Using internal metrics to monitor controls is required in any security program. It's an area where many organizations fall down because, frankly, it is difficult and it takes resources. One thing to monitor is logs, although a lot of organizations I work with are not actually monitoring their logs. In some cases this is outsourced to security specialists, which is fine. What I recommend to all my clients is a very simple checklist and a requirement that departments or areas need to do a security walk-around, audit themselves [for] security and privacy [compliance]. In a clinical setting, in a hospital or a doctor's office, walking around to make sure that papers aren't lying around, medical records aren't just left in a storage room, network closets are locked, physicians and other staff are logging off or locking computers before walking away. It's a very, very low-tech effort, but it is important to do because that's where a lot of problems occur. So that is something I strongly recommend as a monitoring tactic. That is easy to do and should be being done in every organization.
Monitoring Business Associates
MCGEE: How do you think the covered entities should go about ensuring that the security controls maintained by their business associates and their subcontractors are effective?BORTEN: In my experience, very few provider organizations really know what is going on in their business associate's realm. The health plans or the health insurers and the large pharmacies, these are big corporations and they are typically performing audits of their business associates. So they really do have some measure of what is going on with their business associates. On the other hand, I know of no hospitals or clinics or physician practices, or those sorts of care organizations ... that are actually auditing their business associates. I think it is because they are so overwhelmed with their own needs to get their own organization up to speed. So I have sympathy, but essentially dealing with the business associates is like dealing with the Wizard of Oz behind a screen. You have no idea.

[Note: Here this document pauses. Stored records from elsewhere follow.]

use parley_core::auth::Identity;
use parley_core::rooms::ConnectionId;
use std::collections::HashSet;
use thiserror::Error;

#[derive(Debug, Clone, Copy, PartialEq, Eq)]
pub enum SessionPhase {
    Connecting,
    Authenticated,
    /// Authenticated and inside at least one thread room.
    Joined,
    Closed,
}

#[derive(Debug, Error, PartialEq, Eq)]
pub enum SessionError {
    #[error("session is already authenticated")]
    AlreadyAuthenticated,
    #[error("session is not authenticated")]
    NotAuthenticated,
    #[error("session is closed")]
    Closed,
}

/// Per-connection state of one gateway client.
pub struct Session {
    connection_id: ConnectionId,
    identity: Option<Identity>,
    threads: HashSet<i64>,
    closed: bool,
}

impl Session {
    pub fn new(connection_id: ConnectionId) -> Self {
        Self {
            connection_id,
            identity: None,
            threads: HashSet::new(),
            closed: false,
        }
    }

    pub fn connection_id(&self) -> ConnectionId {
        self.connection_id
    }

    pub fn phase(&self) -> SessionPhase {
        match (&self.identity, self.closed) {
            (_, true) => SessionPhase::Closed,
            (None, false) => SessionPhase::Connecting,
            (Some(_), false) if self.threads.is_empty() => SessionPhase::Authenticated,
            (Some(_), false) => SessionPhase::Joined,
        }
    }

    pub fn identity(&self) -> Option<&Identity> {
        self.identity.as_ref()
    }

    pub fn authenticate(&mut self, identity: Identity) -> Result<(), SessionError> {
        match self.phase() {
            SessionPhase::Connecting => {
                self.identity = Some(identity);
                Ok(())
            }
            SessionPhase::Closed => Err(SessionError::Closed),
            _ => Err(SessionError::AlreadyAuthenticated),
        }
    }

    /// Record a joined thread room. Returns false if it was already joined.
    pub fn join_thread(&mut self, thread_id: i64) -> Result<bool, SessionError> {
        self.ensure_open()?;
        Ok(self.threads.insert(thread_id))
    }

    pub fn leave_thread(&mut self, thread_id: i64) -> Result<bool, SessionError> {
        self.ensure_open()?;
        Ok(self.threads.remove(&thread_id))
    }

    pub fn has_joined(&self, thread_id: i64) -> bool {
        !self.closed && self.threads.contains(&thread_id)
    }

    /// Move to `Closed`, returning the thread rooms that were joined.
    pub fn close(&mut self) -> Vec<i64> {
        self.closed = true;
        self.threads.drain().collect()
    }

    fn ensure_open(&self) -> Result<(), SessionError> {
        match self.phase() {
            SessionPhase::Connecting => Err(SessionError::NotAuthenticated),
            SessionPhase::Closed => Err(SessionError::Closed),
            _ => Ok(()),
        }
    }
}
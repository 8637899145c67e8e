use axum::{
    extract::rejection::{JsonRejection, PathRejection, QueryRejection},
    extract::multipart::{MultipartError, MultipartRejection},
    http::StatusCode,
    response::{IntoResponse, Response},
    Json,
};
use parley_media::StorageError;
use serde_json::json;
use thiserror::Error;

#[derive(Debug, Error)]
pub enum ApiError {
    #[error("not found")]
    NotFound,
    #[error("unauthorized")]
    Unauthorized,
    #[error("forbidden")]
    Forbidden,
    #[error("{0}")]
    BadRequest(String),
    #[error("{0}")]
    PayloadTooLarge(String),
    #[error("internal server error")]
    Internal(#[from] anyhow::Error),
}

impl IntoResponse for ApiError {
    fn into_response(self) -> Response {
        let status = match &self {
            ApiError::NotFound => StatusCode::NOT_FOUND,
            ApiError::Unauthorized => StatusCode::UNAUTHORIZED,
            ApiError::Forbidden => StatusCode::FORBIDDEN,
            ApiError::BadRequest(_) => StatusCode::BAD_REQUEST,
            ApiError::PayloadTooLarge(_) => StatusCode::PAYLOAD_TOO_LARGE,
            ApiError::Internal(err) => {
                tracing::error!("API internal error: {err:#}");
                StatusCode::INTERNAL_SERVER_ERROR
            }
        };
        let message = self.to_string();
        (status, Json(json!({ "success": false, "message": message }))).into_response()
    }
}

impl From<parley_core::error::CoreError> for ApiError {
    fn from(e: parley_core::error::CoreError) -> Self {
        use parley_core::error::CoreError;
        match e {
            CoreError::NotFound => ApiError::NotFound,
            CoreError::Forbidden => ApiError::Forbidden,
            CoreError::BadRequest(msg) => ApiError::BadRequest(msg),
            CoreError::Database(parley_db::DbError::NotFound) => ApiError::NotFound,
            CoreError::Database(err) => {
                ApiError::Internal(anyhow::anyhow!("database error: {err}"))
            }
        }
    }
}

impl From<StorageError> for ApiError {
    fn from(e: StorageError) -> Self {
        match e {
            StorageError::TooLarge { limit, .. } => {
                ApiError::PayloadTooLarge(format!("File exceeds the {limit} byte upload limit"))
            }
            StorageError::InvalidKey(key) => ApiError::BadRequest(format!("invalid file name: {key}")),
            StorageError::Io(err) => ApiError::Internal(anyhow::anyhow!("media storage: {err}")),
        }
    }
}

impl From<JsonRejection> for ApiError {
    fn from(rejection: JsonRejection) -> Self {
        ApiError::BadRequest(rejection.body_text())
    }
}

impl From<PathRejection> for ApiError {
    fn from(rejection: PathRejection) -> Self {
        ApiError::BadRequest(rejection.body_text())
    }
}

impl From<QueryRejection> for ApiError {
    fn from(rejection: QueryRejection) -> Self {
        ApiError::BadRequest(rejection.body_text())
    }
}

impl From<MultipartRejection> for ApiError {
    fn from(rejection: MultipartRejection) -> Self {
        ApiError::BadRequest(rejection.body_text())
    }
}

impl From<MultipartError> for ApiError {
    fn from(e: MultipartError) -> Self {
        if e.status() == StatusCode::PAYLOAD_TOO_LARGE {
            ApiError::PayloadTooLarge(e.body_text())
        } else {
            ApiError::BadRequest(e.body_text())
        }
    }
}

Increasingly, we are seeing some very big players become HIPAA business associates. Amazon for example, [and] Microsoft are now business associates too ... because they are typically doing a lot of hosting. But not only is it totally opaque usually when the small business associate is using Amazon [as a subcontractor], Amazon says, "Here is our BA contract. We're willing to sign ours, but we're not going to sign yours." So they're using their size and clout. So I think there is really no way that the business associate or covered entity dealing with some of these other BAs, downstream BAs, really knows what is going on.
If you are dealing with a small mom-and-pop as a business associate, I would be very concerned because it is unlikely that they really have information security expertise and understand security controls. So the whole BA question is a really tough challenge for covered entities ... We don't really know there is a lot of risk in our business associates.